• [WORK ORDER] Find the line containing "self.tx = None;" in the listing below. Repeat it exactly, along with each following line up to and including the one containing "or destroys them.".

• [TASK INPUT]
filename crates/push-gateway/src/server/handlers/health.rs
//! Health check handler
//!
//! GET /health

use axum::{extract::State, http::StatusCode, Json};
use serde::{Deserialize, Serialize};

use crate::server::GatewayState;

#[derive(Debug, Clone, PartialEq, Eq, Serialize, Deserialize)]
pub struct HealthResponse {
    pub status: String,
    pub bus: String,
    pub ws_connections: u64,
    pub messages_pushed: u64,
}

/// Reports bus reachability plus the gateway counters
pub async fn health_check(State(state): State<GatewayState>) -> (StatusCode, Json<HealthResponse>) {
    let bus_healthy = match state.bus().health_check().await {
        Ok(()) => true,
        Err(e) => {
            tracing::warn!(bus = state.bus().name(), error = %e, "Bus health check failed");
            false
        }
    };

    let metrics = state.metrics().snapshot();
    let response = HealthResponse {
        status: if bus_healthy { "ok" } else { "degraded" }.to_string(),
        bus: if bus_healthy { "up" } else { "down" }.to_string(),
        ws_connections: metrics.ws_connections,
        messages_pushed: metrics.messages_pushed,
    };
    let status = if bus_healthy {
        StatusCode::OK
    } else {
        StatusCode::SERVICE_UNAVAILABLE
    };

    (status, Json(response))
}
//! Redis connection pool module.
//!
//! Provides connection pooling for Redis using deadpool-redis.

mod redis_pool;

pub use redis_pool::{RedisPool, RedisPoolConfig};
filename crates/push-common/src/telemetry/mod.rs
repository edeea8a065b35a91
//! Telemetry and tracing setup

mod tracing_setup;

pub use tracing_setup::{
    init_tracing, init_tracing_with_config, try_init_tracing, try_init_tracing_with_config,
    TracingConfig, TracingError,
};
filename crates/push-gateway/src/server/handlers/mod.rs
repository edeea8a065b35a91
//! HTTP handlers

mod health;
mod publish;
mod subscribe;

pub use health::{health_check, HealthResponse};
pub use publish::{publish_message, PublishRequest, PublishResponse};
pub use subscribe::{sse_subscribe, ws_subscribe, SubscribeQuery};
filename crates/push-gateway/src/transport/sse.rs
//! Server-Sent Events transport
//!
//! The sink writes into the channel backing the response body. The source
//! has nothing to read; it resolves once the client drops the body.

use super::{CloseReason, FrameSink, FrameSource, Transport, TransportError, TransportKind};
use crate::protocol::{ErrorFrame, EventName, InboundFrame, PushFrame};
use async_trait::async_trait;
use axum::response::sse::Event;
use futures_util::stream::{self, BoxStream, StreamExt};
use std::convert::Infallible;
use tokio::sync::mpsc;

/// Event stream handed to `axum::response::Sse`
pub type SseBody = BoxStream<'static, Result<Event, Infallible>>;

type EventSender = mpsc::Sender<Result<Event, Infallible>>;

#[derive(Debug)]
pub struct SseTransport {
    tx: EventSender,
}

impl SseTransport {
    /// Create a transport and the response body it writes to
    #[must_use]
    pub fn channel(buffer: usize) -> (Self, SseBody) {
        let (tx, rx) = mpsc::channel(buffer.max(1));
        let body = stream::unfold(rx, |mut rx| async move {
            rx.recv().await.map(|event| (event, rx))
        })
        .boxed();
        (Self { tx }, body)
    }
}

impl Transport for SseTransport {
    type Sink = SseSink;
    type Source = SseSource;

    fn kind(&self) -> TransportKind {
        TransportKind::Stream
    }

    fn split(self) -> (SseSink, SseSource) {
        (
            SseSink {
                tx: Some(self.tx.clone()),
            },
            SseSource { tx: self.tx },
        )
    }
}

#[derive(Debug)]
pub struct SseSink {
    tx: Option<EventSender>,
}

impl SseSink {
    async fn send(&mut self, event: Event) -> Result<(), TransportError> {
        let tx = self.tx.as_ref().ok_or(TransportError::Disconnected)?;
        tx.send(Ok(event))
            .await
            .map_err(|_| TransportError::Disconnected)
    }
}

#[async_trait]
impl FrameSink for SseSink {
    async fn emit(&mut self, frame: &PushFrame) -> Result<(), TransportError> {
        let event = Event::default()
            .event(frame.event.as_str())
            .data(frame.data_json()?);
        self.send(event).await
    }

    async fn reject(&mut self, error: &ErrorFrame) -> Result<(), TransportError> {
        let event = Event::default()
            .event(EventName::Error.as_str())
            .data(error.to_json()?);
        self.send(event).await
    }

    async fn close(&mut self, _reason: CloseReason) {
        // The body ends once every sender is gone.
        self.tx = None;
    }
}

#[derive(Debug)]
pub struct SseSource {
    tx: EventSender,
}

#[async_trait]
impl FrameSource for SseSource {
    async fn receive(&mut self) -> Option<InboundFrame> {
        self.tx.closed().await;
        None
    }
}
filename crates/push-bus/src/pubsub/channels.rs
//! Channel set parsing and validation.
//!
//! Clients name the channels they want as a comma-separated list
//! (`?channels=a,b,c`). Channels are opaque strings: the broker routes on
//! them but never creates or destroys them.

use std::fmt;

/// Separator used in the `channels` query parameter
pub const CHANNEL_SEPARATOR: char = ',';

/// Error returned when a request does not name any channel
#[derive(Debug, Clone, Copy, PartialEq, Eq, thiserror::Error)]
pub enum ChannelError {
    #[error("'channels' query parameter required")]
    Missing,
}

/// Non-empty, ordered, de-duplicated set of channel names
#[derive(Debug, Clone, PartialEq, Eq, Hash)]
pub struct ChannelSet {
    channels: Vec<String>,
}

impl ChannelSet {
    /// Parse a comma-separated channel list.
    ///
    /// Segments are trimmed, empty segments are dropped and repeats keep
    /// their first position. A missing list, or one with no usable segment,
    /// is an error rather than an empty subscription.
    pub fn parse(raw: Option<&str>) -> Result<Self, ChannelError> {
        let raw = raw.ok_or(ChannelError::Missing)?;
        Self::from_names(raw.split(CHANNEL_SEPARATOR))
    }

    /// Build a set from individual channel names
    pub fn from_names<I, S>(names: I) -> Result<Self, ChannelError>
    where
        I: IntoIterator<Item = S>,
        S: AsRef<str>,
    {
        let mut channels: Vec<String> = Vec::new();
        for name in names {
            let name = name.as_ref().trim();
            if !name.is_empty() && !channels.iter().any(|c| c == name) {
                channels.push(name.to_string());
            }
        }

        if channels.is_empty() {
            return Err(ChannelError::Missing);
        }

        Ok(Self { channels })
    }

    /// Whether the set includes a channel
    #[must_use]
    pub fn contains(&self, channel: &str) -> bool {
        self.channels.iter().any(|c| c == channel)
    }

    /// Iterate channel names in request order
    pub fn iter(&self) -> impl Iterator<Item = &str> {
        self.channels.iter().map(String::as_str)
    }

    /// Number of distinct channels
    #[must_use]
    pub fn len(&self) -> usize {
        self.channels.len()
    }

    /// Always false; kept for API symmetry with `len`
    #[must_use]
    pub fn is_empty(&self) -> bool {
        self.channels.is_empty()
    }
}

impl fmt::Display for ChannelSet {
    fn fmt(&self, f: &mut fmt::Formatter<'_>) -> fmt::Result {
        let mut first = true;
        for channel in &self.channels {
            if !first {
                write!(f, "{CHANNEL_SEPARATOR}")?;
            }
            write!(f, "{channel}")?;
            first = false;
        }
        Ok(())
    }
}
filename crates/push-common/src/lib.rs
//! # push-common
//!
//! Shared utilities including configuration, error handling, and telemetry.

pub mod config;
pub mod error;
pub mod telemetry;

// Re-export commonly used types at crate root
pub use config::{
    AppConfig, AppSettings, BusBackend, BusConfig, ConfigError, Environment, PushConfig,
    RedisConfig, ServerConfig,
};
pub use error::{AppError, AppResult, ErrorResponse};
pub use telemetry::{
    init_tracing, init_tracing_with_config, try_init_tracing, try_init_tracing_with_config,
    TracingConfig, TracingError,
};
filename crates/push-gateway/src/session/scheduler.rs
//! Dithered session lifetimes
//!
//! Each session lives for a random duration in `[min, max]`. Clients are asked
//! to reconnect one grace period before that, so a fleet of connections
//! opened together (after a deploy, say) drifts apart instead of reconnecting
//! in lockstep.

use parking_lot::Mutex;
use push_common::PushConfig;
use rand::rngs::StdRng;
use rand::{Rng, SeedableRng};
use std::time::Duration;

/// Errors building a scheduler
#[derive(Debug, Clone, PartialEq, Eq, thiserror::Error)]
pub enum SchedulerError {
    #[error("minimum reconnect duration {min:?} exceeds maximum {max:?}")]
    InvalidRange { min: Duration, max: Duration },
}

/// Lifetime and reconnect timing for one session
#[derive(Debug, Clone, Copy, PartialEq, Eq)]
pub struct ReconnectPlan {
    /// When the session is forcibly ended
    pub lifetime: Duration,
    /// When the reconnect request is sent, measured from session start
    pub reconnect_offset: Duration,
}

impl ReconnectPlan {
    /// A grace period longer than the lifetime clamps the offset to zero.
    #[must_use]
    pub fn new(lifetime: Duration, grace_period: Duration) -> Self {
        Self {
            lifetime,
            reconnect_offset: lifetime.saturating_sub(grace_period),
        }
    }
}

/// Draws a [`ReconnectPlan`] per session
#[derive(Debug)]
pub struct ReconnectScheduler {
    min: Duration,
    max: Duration,
    grace_period: Duration,
    rng: Mutex<StdRng>,
}

impl ReconnectScheduler {
    /// Scheduler seeded from OS entropy
    pub fn new(min: Duration, max: Duration, grace_period: Duration) -> Result<Self, SchedulerError> {
        Self::with_rng(min, max, grace_period, StdRng::from_entropy())
    }

    /// Scheduler with a fixed seed, for reproducible lifetimes
    pub fn with_seed(
        min: Duration,
        max: Duration,
        grace_period: Duration,
        seed: u64,
    ) -> Result<Self, SchedulerError> {
        Self::with_rng(min, max, grace_period, StdRng::seed_from_u64(seed))
    }

    pub fn from_config(config: &PushConfig) -> Result<Self, SchedulerError> {
        Self::new(
            config.reconnect_dither_min,
            config.reconnect_dither_max,
            config.client_close_grace_period,
        )
    }

    fn with_rng(
        min: Duration,
        max: Duration,
        grace_period: Duration,
        rng: StdRng,
    ) -> Result<Self, SchedulerError> {
        if min > max {
            return Err(SchedulerError::InvalidRange { min, max });
        }

        Ok(Self {
            min,
            max,
            grace_period,
            rng: Mutex::new(rng),
        })
    }

    /// Draw a lifetime uniformly from `[min, max]` at millisecond resolution
    pub fn plan(&self) -> ReconnectPlan {
        let span_ms = u64::try_from((self.max - self.min).as_millis()).unwrap_or(u64::MAX);
        let dither_ms = self.rng.lock().gen_range(0..=span_ms);
        ReconnectPlan::new(
            self.min.saturating_add(Duration::from_millis(dither_ms)),
            self.grace_period,
        )
    }

    #[must_use]
    pub fn grace_period(&self) -> Duration {
        self.grace_period
    }

    #[must_use]
    pub fn range(&self) -> (Duration, Duration) {
        (self.min, self.max)
    }
}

• [YOUR SOLUTION]
        self.tx = None;
    }
}

#[derive(Debug)]
pub struct SseSource {
    tx: EventSender,
}

#[async_trait]
impl FrameSource for SseSource {
    async fn receive(&mut self) -> Option<InboundFrame> {
        self.tx.closed().await;
        None
    }
}
filename crates/push-bus/src/pubsub/channels.rs
//! Channel set parsing and validation.
//!
//! Clients name the channels they want as a comma-separated list
//! (`?channels=a,b,c`). Channels are opaque strings: the broker routes on
//! them but never creates or destroys them.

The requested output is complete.